#### WORK ITEM
In the reply, include exactly the lines of the entries below from the first to the line with "use tokio::net::TcpListener;", that line included.
^^^^^^^^
use std::path::PathBuf;
use std::sync::Arc;

use anyhow::Result;
use axum::extract::{Query, State};
use axum::http::StatusCode;
use axum::routing::{get, post};
use axum::{Json, Router};
use clap::Parser;
use readmark_core::{is_forum_context, ReadStateStore, ReadmarkError, STATE_CAPACITY};
use readmark_sync::{FileStore, SyncStore};
use serde::{Deserialize, Serialize};
use tokio::net::TcpListener;
use tower_http::cors::CorsLayer;

const PAGE_BASE_URL: &str = "http://www.scpwiki.com/scp-";

#[derive(Parser)]
#[command(name = "readmark", about = "Readmark read-state server")]
struct Cli {
    /// Data directory for the file-backed sync store
    #[arg(long, default_value = "data/readmark")]
    data_dir: PathBuf,

    #[arg(long, default_value = "127.0.0.1:8080")]
    addr: String,

    /// Number of tracked catalog slots
    #[arg(long, default_value_t = STATE_CAPACITY)]
    capacity: usize,
}

#[derive(Clone)]
struct AppState {
    reads: Arc<ReadStateStore>,
}

#[tokio::main]
async fn main() -> Result<()> {
    tracing_subscriber::fmt::init();
    let cli = Cli::parse();
    let store: Arc<dyn SyncStore> = Arc::new(FileStore::open(&cli.data_dir)?);
    let reads = Arc::new(ReadStateStore::with_capacity(store, cli.capacity).await?);

    let app = Router::new()
        .route("/state", get(get_state))
        .route("/toggle", post(toggle_state))
        .route("/read", get(read_indices))
        .route("/readlist", get(read_list))
        .route("/export", get(export_state))
        .layer(CorsLayer::permissive())
        .with_state(AppState { reads });

    tracing::info!(addr = %cli.addr, "serving read state");
    let listener = TcpListener::bind(&cli.addr).await?;
    axum::serve(listener, app).await?;
    Ok(())
}

#[derive(Deserialize)]
struct IdentQuery {
    ident: String,
}

#[derive(Deserialize)]
struct ToggleRequest {
    ident: String,
}

#[derive(Serialize)]
struct StateResponse {
    ident: String,
    read: bool,
}

fn status_for(err: ReadmarkError) -> StatusCode {
    match err {
        ReadmarkError::Storage(_) => StatusCode::INTERNAL_SERVER_ERROR,
        _ => StatusCode::BAD_REQUEST,
    }
}

async fn get_state(
    State(state): State<AppState>,
    Query(q): Query<IdentQuery>,
) -> Result<Json<StateResponse>, StatusCode> {
    if is_forum_context(&q.ident) {
        return Err(StatusCode::BAD_REQUEST);
    }
    let read = state.reads.get_state(&q.ident).map_err(status_for)?;
    Ok(Json(StateResponse {
        ident: q.ident,
        read,
    }))
}

async fn toggle_state(
    State(state): State<AppState>,
    Json(body): Json<ToggleRequest>,
) -> Result<Json<StateResponse>, StatusCode> {
    if is_forum_context(&body.ident) {
        return Err(StatusCode::BAD_REQUEST);
    }
    let read = state.reads.toggle_state(&body.ident).await.map_err(status_for)?;
    Ok(Json(StateResponse {
        ident: body.ident,
        read,
    }))
}

async fn read_indices(State(state): State<AppState>) -> Json<serde_json::Value> {
    let indices = state.reads.all_indices(true);
    Json(serde_json::json!({
        "count": indices.len(),
        "indices": indices,
    }))
}

/// Page URL -> title map for every read item, the shape the download
/// collaborator saves to a file.
async fn read_list(State(state): State<AppState>) -> Json<serde_json::Value> {
    let mut list = serde_json::Map::new();
    for index in state.reads.all_indices(true) {
        list.insert(
            format!("{PAGE_BASE_URL}{index}"),
            serde_json::Value::String(format!("SCP-{index}")),
        );
    }
    Json(serde_json::Value::Object(list))
}

async fn export_state(State(state): State<AppState>) -> String {
    state.reads.export()
}
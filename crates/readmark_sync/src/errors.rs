use thiserror::Error;

#[derive(Debug, Error)]
pub enum StorageError {
    #[error("IO: {0}")]
    Io(#[from] std::io::Error),

    #[error("JSON: {0}")]
    SerdeJson(#[from] serde_json::Error),

    #[error("Persist: {0}")]
    Persist(#[from] tempfile::PersistError),

    #[error("entry of {got} bytes exceeds per-item quota of {quota} bytes")]
    ItemQuotaExceeded { got: usize, quota: usize },

    #[error("write would bring the store to {got} bytes, over the {quota}-byte total quota")]
    TotalQuotaExceeded { got: usize, quota: usize },
}

pub type Result<T> = std::result::Result<T, StorageError>;
//! Identifier to bit-index mapping.
//!
//! Extraction is a pure pattern match. Contextual exclusion (discussion
//! pages that merely embed a catalog link) is a separate policy so callers
//! can compose the two as needed instead of getting both baked into one
//! function.

use std::sync::OnceLock;

use regex::Regex;

fn ident_pattern() -> &'static Regex {
    static PATTERN: OnceLock<Regex> = OnceLock::new();
    PATTERN.get_or_init(|| Regex::new(r"(?:^|/)scp-(\d+)(?:$|/)").expect("valid pattern"))
}

/// Parses the catalog index out of `identifier`: the literal `scp-` at the
/// start of the string or after a `/`, then a digit run ending at `/` or
/// end-of-string. `None` when the shape does not match or the number does
/// not fit; malformed identifiers are never guessed at.
pub fn extract_index(identifier: &str) -> Option<usize> {
    let caps = ident_pattern().captures(identifier)?;
    caps[1].parse().ok()
}

/// True for discussion-thread links, which embed a catalog path segment
/// without being catalog pages themselves.
pub fn is_forum_context(identifier: &str) -> bool {
    identifier.contains("/forum/")
}
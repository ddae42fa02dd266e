//! In-process backend. Used by tests and by callers that want the full
//! subscription semantics without touching disk.

use std::collections::HashMap;
use std::sync::Mutex;

use tokio::sync::broadcast;

use crate::errors::Result;
use crate::{check_quotas, new_event_channel, ChangeEvent, SyncStore};

pub struct MemoryStore {
    entries: Mutex<HashMap<String, String>>,
    events: broadcast::Sender<ChangeEvent>,
}

impl MemoryStore {
    pub fn new() -> Self {
        Self {
            entries: Mutex::new(HashMap::new()),
            events: new_event_channel(),
        }
    }

    /// Total stored bytes, for quota assertions in tests.
    pub fn used_bytes(&self) -> usize {
        self.entries
            .lock()
            .unwrap()
            .iter()
            .map(|(k, v)| k.len() + v.len())
            .sum()
    }
}

impl Default for MemoryStore {
    fn default() -> Self {
        Self::new()
    }
}

#[async_trait::async_trait]
impl SyncStore for MemoryStore {
    async fn get(&self, key: &str) -> Result<Option<String>> {
        Ok(self.entries.lock().unwrap().get(key).cloned())
    }

    async fn set(&self, key: &str, value: &str) -> Result<()> {
        let old_value = {
            let mut entries = self.entries.lock().unwrap();
            check_quotas(&entries, key, value)?;
            entries.insert(key.to_string(), value.to_string())
        };
        // No subscribers is fine; the send error carries nothing useful.
        let _ = self.events.send(ChangeEvent {
            key: key.to_string(),
            old_value,
            new_value: value.to_string(),
        });
        Ok(())
    }

    fn subscribe(&self) -> broadcast::Receiver<ChangeEvent> {
        self.events.subscribe()
    }
}
// crates/readmark_core/src/consts.rs

pub const BIT_ON: u8 = 1;
pub const BIT_OFF: u8 = 0;

pub const BYTE_BITS: usize = 8;

/// Number of tracked catalog slots. 20000 bits pack into 2500 bytes, about
/// 3.3 KB once base64-encoded, comfortably inside the store quotas
/// (8 KB per item, ~100 KB total).
pub const STATE_CAPACITY: usize = 20_000;

/// Well-known key the encoded state lives under in the sync store.
pub const STORE_KEY: &str = "scp1";

const _: () = { assert!(STATE_CAPACITY % BYTE_BITS == 0) };
use readmark_sync::StorageError;
use thiserror::Error;

#[derive(Debug, Error)]
pub enum ReadmarkError {
    #[error("bit index {index} out of range 0..{capacity}")]
    IndexOutOfRange { index: usize, capacity: usize },

    #[error("bit value must be 0 or 1, got {0}")]
    InvalidBit(u8),

    #[error("Base64: {0}")]
    Base64(#[from] base64::DecodeError),

    #[error("decoded payload of {got} bytes exceeds the {max}-byte buffer")]
    DecodeOverflow { got: usize, max: usize },

    #[error("unsupported identifier: {0}")]
    UnsupportedIdentifier(String),

    #[error("Storage: {0}")]
    Storage(#[from] StorageError),
}

pub type Result<T> = std::result::Result<T, ReadmarkError>;
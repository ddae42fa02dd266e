//! Synchronized key-value store boundary.
//!
//! The read-state core persists one value under one well-known key and is
//! told about writes made elsewhere through a change subscription. Both
//! backends enforce the same byte quotas the real synchronized store does,
//! so callers hit quota failures locally instead of in production.

pub mod errors;
pub mod file;
pub mod memory;

pub use errors::StorageError;
pub use file::FileStore;
pub use memory::MemoryStore;

use std::collections::HashMap;
use tokio::sync::broadcast;

/// Largest single entry (key bytes + value bytes) a backend accepts.
pub const QUOTA_BYTES_PER_ITEM: usize = 8192;

/// Ceiling on the summed size of all entries.
pub const QUOTA_BYTES_TOTAL: usize = 102_400;

/// Capacity of the change-event channel handed to subscribers.
const EVENT_CHANNEL_CAPACITY: usize = 64;

/// Notification delivered to every subscriber after a successful write.
/// The writer's own subscription receives it too.
#[derive(Debug, Clone)]
pub struct ChangeEvent {
    pub key: String,
    pub old_value: Option<String>,
    pub new_value: String,
}

#[async_trait::async_trait]
pub trait SyncStore: Send + Sync {
    async fn get(&self, key: &str) -> Result<Option<String>, StorageError>;

    /// Persists `value` under `key`, replacing any prior value, and fans a
    /// [`ChangeEvent`] out to subscribers. Quota violations leave the store
    /// untouched.
    async fn set(&self, key: &str, value: &str) -> Result<(), StorageError>;

    fn subscribe(&self) -> broadcast::Receiver<ChangeEvent>;
}

fn new_event_channel() -> broadcast::Sender<ChangeEvent> {
    broadcast::channel(EVENT_CHANNEL_CAPACITY).0
}

/// Quota check shared by the backends. Sizes count key and value bytes,
/// with the candidate entry replacing any existing one under `key`.
fn check_quotas(
    entries: &HashMap<String, String>,
    key: &str,
    value: &str,
) -> Result<(), StorageError> {
    let item = key.len() + value.len();
    if item > QUOTA_BYTES_PER_ITEM {
        return Err(StorageError::ItemQuotaExceeded {
            got: item,
            quota: QUOTA_BYTES_PER_ITEM,
        });
    }
    let rest: usize = entries
        .iter()
        .filter(|(k, _)| k.as_str() != key)
        .map(|(k, v)| k.len() + v.len())
        .sum();
    if rest + item > QUOTA_BYTES_TOTAL {
        return Err(StorageError::TotalQuotaExceeded {
            got: rest + item,
            quota: QUOTA_BYTES_TOTAL,
        });
    }
    Ok(())
}
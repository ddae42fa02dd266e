//! Read-state ownership and synchronization.
//!
//! One [`ReadStateStore`] owns the whole bit buffer and is the only thing
//! that mutates it. Local toggles flip the in-memory flag first and then
//! persist the full encoded buffer under [`STORE_KEY`], so reads in the same
//! process observe a toggle before its write settles. Writes observed from
//! elsewhere replace the buffer wholesale: the store is last-write-wins at
//! key granularity, and a toggle racing a remote write can lose.

use std::sync::{Arc, Mutex};

use readmark_sync::{ChangeEvent, SyncStore};
use tokio::sync::{broadcast, watch};
use tokio::task::JoinHandle;

use crate::bitset::BitSet;
use crate::consts::{BIT_OFF, BIT_ON, STATE_CAPACITY, STORE_KEY};
use crate::errors::{ReadmarkError, Result};
use crate::ident;

pub struct ReadStateStore {
    store: Arc<dyn SyncStore>,
    state: Arc<Mutex<BitSet>>,
    revision: watch::Receiver<u64>,
    listener: Option<JoinHandle<()>>,
}

impl ReadStateStore {
    /// Loads whatever is persisted under [`STORE_KEY`] (absent value means
    /// an all-clear state) and registers for external changes to that key.
    /// This is the only startup I/O; a failed load or an undecodable stored
    /// value surfaces here and nothing is constructed.
    pub async fn initialize(store: Arc<dyn SyncStore>) -> Result<Self> {
        Self::with_capacity(store, STATE_CAPACITY).await
    }

    pub async fn with_capacity(store: Arc<dyn SyncStore>, capacity: usize) -> Result<Self> {
        let mut bits = BitSet::new(capacity);
        if let Some(value) = store.get(STORE_KEY).await? {
            bits.decode(&value)?;
        }
        let state = Arc::new(Mutex::new(bits));
        let (tx, revision) = watch::channel(0u64);
        let listener = tokio::spawn(listen(store.subscribe(), Arc::clone(&state), tx));
        Ok(Self {
            store,
            state,
            revision,
            listener: Some(listener),
        })
    }

    /// Re-runs the load step. Safe to call on a live store; toggles that
    /// were already persisted come back unchanged.
    pub async fn reload(&self) -> Result<()> {
        if let Some(value) = self.store.get(STORE_KEY).await? {
            self.state.lock().unwrap().decode(&value)?;
        }
        Ok(())
    }

    fn resolve(identifier: &str) -> Result<usize> {
        ident::extract_index(identifier)
            .ok_or_else(|| ReadmarkError::UnsupportedIdentifier(identifier.to_string()))
    }

    /// Whether the item named by `identifier` is marked read.
    pub fn get_state(&self, identifier: &str) -> Result<bool> {
        let index = Self::resolve(identifier)?;
        Ok(self.state.lock().unwrap().get(index)? == BIT_ON)
    }

    /// Flips the read flag for `identifier` and persists the whole buffer.
    /// Resolves to the new value once the write settles; a failed write
    /// comes back as [`ReadmarkError::Storage`] with the in-memory flip
    /// already applied (local reads keep seeing it).
    pub async fn toggle_state(&self, identifier: &str) -> Result<bool> {
        let index = Self::resolve(identifier)?;
        let (next, encoded) = {
            let mut state = self.state.lock().unwrap();
            let next = if state.get(index)? == BIT_ON {
                BIT_OFF
            } else {
                BIT_ON
            };
            state.set(index, next)?;
            (next, state.encode())
        };
        self.store.set(STORE_KEY, &encoded).await?;
        Ok(next == BIT_ON)
    }

    /// Ascending indices whose flag is set (`matched == true`) or clear.
    pub fn all_indices(&self, matched: bool) -> Vec<usize> {
        let want = if matched { BIT_ON } else { BIT_OFF };
        self.state.lock().unwrap().select_indices(|bit, _| bit == want)
    }

    /// The persisted text form of the current state.
    pub fn export(&self) -> String {
        self.state.lock().unwrap().encode()
    }

    /// Ticks once per applied external update.
    pub fn subscribe(&self) -> watch::Receiver<u64> {
        self.revision.clone()
    }

    /// Tears down the change listener. Also runs on drop.
    pub fn close(&mut self) {
        if let Some(task) = self.listener.take() {
            task.abort();
        }
    }
}

impl Drop for ReadStateStore {
    fn drop(&mut self) {
        self.close();
    }
}

/// Applies external writes to [`STORE_KEY`] as unconditional overwrites.
/// Undecodable payloads are reported and skipped, leaving prior state in
/// place; any pending local mutation that never persisted is simply gone,
/// which is the documented last-write-wins behavior.
async fn listen(
    mut events: broadcast::Receiver<ChangeEvent>,
    state: Arc<Mutex<BitSet>>,
    revision: watch::Sender<u64>,
) {
    loop {
        match events.recv().await {
            Ok(event) if event.key == STORE_KEY => {
                let applied = state.lock().unwrap().decode(&event.new_value);
                match applied {
                    Ok(()) => revision.send_modify(|rev| *rev += 1),
                    Err(err) => {
                        tracing::error!(%err, "discarding undecodable state update")
                    }
                }
            }
            Ok(_) => {}
            Err(broadcast::error::RecvError::Lagged(skipped)) => {
                tracing::warn!(skipped, "state update stream lagged");
            }
            Err(broadcast::error::RecvError::Closed) => break,
        }
    }
}

#[cfg(test)]
mod tests {
    use super::*;
    use readmark_sync::MemoryStore;

    async fn fresh() -> (Arc<MemoryStore>, ReadStateStore) {
        let store = Arc::new(MemoryStore::new());
        let reads = ReadStateStore::initialize(store.clone()).await.unwrap();
        (store, reads)
    }

    #[tokio::test]
    async fn toggle_flips_and_reports_the_new_value() {
        let (_store, reads) = fresh().await;
        assert!(!reads.get_state("scp-42").unwrap());
        assert!(reads.toggle_state("scp-42").await.unwrap());
        assert!(reads.get_state("scp-42").unwrap());
        assert!(!reads.toggle_state("scp-42").await.unwrap());
        assert!(!reads.get_state("scp-42").unwrap());
    }

    #[tokio::test]
    async fn unsupported_identifier_fails_before_any_mutation() {
        let (store, reads) = fresh().await;
        assert!(matches!(
            reads.get_state("http://x/no-match"),
            Err(ReadmarkError::UnsupportedIdentifier(_))
        ));
        assert!(matches!(
            reads.toggle_state("http://x/no-match").await,
            Err(ReadmarkError::UnsupportedIdentifier(_))
        ));
        // Nothing was persisted either.
        assert_eq!(store.get(STORE_KEY).await.unwrap(), None);
    }

    #[tokio::test]
    async fn index_past_capacity_is_rejected() {
        let (_store, reads) = fresh().await;
        assert!(matches!(
            reads.get_state("scp-20000"),
            Err(ReadmarkError::IndexOutOfRange { .. })
        ));
    }

    #[tokio::test]
    async fn double_toggle_cancels_in_all_indices() {
        let (_store, reads) = fresh().await;
        reads.toggle_state("scp-5").await.unwrap();
        reads.toggle_state("scp-10").await.unwrap();
        reads.toggle_state("scp-5").await.unwrap();
        assert_eq!(reads.all_indices(true), vec![10]);
        assert!(!reads.all_indices(false).contains(&10));
    }

    #[tokio::test]
    async fn initialize_picks_up_persisted_state() {
        let (store, reads) = fresh().await;
        reads.toggle_state("scp-7").await.unwrap();
        drop(reads);

        let again = ReadStateStore::initialize(store).await.unwrap();
        assert!(again.get_state("scp-7").unwrap());
        assert_eq!(again.all_indices(true), vec![7]);
    }

    #[tokio::test]
    async fn reload_keeps_persisted_toggles() {
        let (_store, reads) = fresh().await;
        reads.toggle_state("scp-7").await.unwrap();
        reads.reload().await.unwrap();
        assert!(reads.get_state("scp-7").unwrap());
    }

    #[tokio::test]
    async fn external_update_replaces_local_state() {
        let (store, reads) = fresh().await;
        let mut revisions = reads.subscribe();

        // Another device marks item 7 read.
        let mut remote = BitSet::new(STATE_CAPACITY);
        remote.set(7, BIT_ON).unwrap();
        store.set(STORE_KEY, &remote.encode()).await.unwrap();

        revisions.changed().await.unwrap();
        assert!(reads.get_state("scp-7").unwrap());
        assert_eq!(reads.all_indices(true), vec![7]);
    }

    #[tokio::test]
    async fn undecodable_external_update_is_skipped() {
        let (store, reads) = fresh().await;
        let mut revisions = reads.subscribe();
        reads.toggle_state("scp-3").await.unwrap();
        revisions.changed().await.unwrap(); // own write applied

        store.set(STORE_KEY, "???not-base64???").await.unwrap();
        // Events arrive in order, so a later decodable write proves the bad
        // payload was skipped rather than applied.
        let mut remote = BitSet::new(STATE_CAPACITY);
        remote.set(8, BIT_ON).unwrap();
        store.set(STORE_KEY, &remote.encode()).await.unwrap();

        revisions.changed().await.unwrap();
        assert_eq!(*revisions.borrow(), 2); // bad payload never bumped
        assert!(reads.get_state("scp-8").unwrap());
        assert!(!reads.get_state("scp-3").unwrap()); // overwritten, not merged
    }

    #[tokio::test]
    async fn failed_persist_keeps_the_local_flip_visible() {
        // A capacity big enough that the encoded buffer blows the per-item
        // quota: 70000 bits -> 8750 bytes -> ~11.7 KB of base64.
        let store = Arc::new(MemoryStore::new());
        let reads = ReadStateStore::with_capacity(store, 70_000).await.unwrap();
        let err = reads.toggle_state("scp-42").await.unwrap_err();
        assert!(matches!(err, ReadmarkError::Storage(_)));
        assert!(reads.get_state("scp-42").unwrap());
    }
}
//! Fixed-capacity read flags packed eight to a byte.
//!
//! Buffer layout: ⌈capacity/8⌉ bytes, least-significant bit first inside
//! each byte, so flag `k` lives at byte `k/8`, bit position `k%8`. Packing
//! keeps the encoded form an eighth of a flag-per-byte layout, which is what
//! lets the whole state fit under the sync store's per-item quota.

use base64::engine::general_purpose::STANDARD as BASE64;
use base64::Engine;

use crate::consts::{BIT_OFF, BIT_ON, BYTE_BITS};
use crate::errors::{ReadmarkError, Result};

pub struct BitSet {
    buffer: Vec<u8>,
    capacity: usize,
}

impl BitSet {
    /// New set of `capacity` flags, all zero.
    ///
    /// # Panics
    ///
    /// Panics if `capacity` is zero; the capacity is fixed for the life of
    /// the set, so an empty one could never hold anything.
    pub fn new(capacity: usize) -> Self {
        assert!(capacity > 0, "capacity must be positive");
        Self {
            buffer: vec![0u8; capacity.div_ceil(BYTE_BITS)],
            capacity,
        }
    }

    pub fn capacity(&self) -> usize {
        self.capacity
    }

    fn check_index(&self, index: usize) -> Result<()> {
        if index >= self.capacity {
            return Err(ReadmarkError::IndexOutOfRange {
                index,
                capacity: self.capacity,
            });
        }
        Ok(())
    }

    /// Flag at `index`, as `0` or `1`.
    pub fn get(&self, index: usize) -> Result<u8> {
        self.check_index(index)?;
        Ok((self.buffer[index / BYTE_BITS] >> (index % BYTE_BITS)) & BIT_ON)
    }

    /// Sets the flag at `index` to `value`, which must be exactly `0` or
    /// `1`. No other flag is touched.
    pub fn set(&mut self, index: usize, value: u8) -> Result<()> {
        self.check_index(index)?;
        let mask = BIT_ON << (index % BYTE_BITS);
        match value {
            BIT_ON => self.buffer[index / BYTE_BITS] |= mask,
            BIT_OFF => self.buffer[index / BYTE_BITS] &= !mask,
            other => return Err(ReadmarkError::InvalidBit(other)),
        }
        Ok(())
    }

    /// Standard base64 over the raw buffer. The store only takes text.
    pub fn encode(&self) -> String {
        BASE64.encode(&self.buffer)
    }

    /// Full overwrite from an encoded buffer, not a merge. A payload shorter
    /// than the buffer zeroes the remainder; a longer one is rejected. On
    /// any error the buffer is left exactly as it was.
    pub fn decode(&mut self, text: &str) -> Result<()> {
        let bytes = BASE64.decode(text)?;
        if bytes.len() > self.buffer.len() {
            return Err(ReadmarkError::DecodeOverflow {
                got: bytes.len(),
                max: self.buffer.len(),
            });
        }
        self.buffer.fill(0);
        self.buffer[..bytes.len()].copy_from_slice(&bytes);
        Ok(())
    }

    /// Indices in `0..capacity`, ascending, whose flag satisfies `pred`.
    pub fn select_indices<F>(&self, pred: F) -> Vec<usize>
    where
        F: Fn(u8, usize) -> bool,
    {
        let mut out = Vec::new();
        for index in 0..self.capacity {
            let bit = (self.buffer[index / BYTE_BITS] >> (index % BYTE_BITS)) & BIT_ON;
            if pred(bit, index) {
                out.push(index);
            }
        }
        out
    }
}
^^^^^^^^
#### EXPECTED OUTPUT
use std::path::PathBuf;
use std::sync::Arc;

use anyhow::Result;
use axum::extract::{Query, State};
use axum::http::StatusCode;
use axum::routing::{get, post};
use axum::{Json, Router};
use clap::Parser;
use readmark_core::{is_forum_context, ReadStateStore, ReadmarkError, STATE_CAPACITY};
use readmark_sync::{FileStore, SyncStore};
use serde::{Deserialize, Serialize};
use tokio::net::TcpListener;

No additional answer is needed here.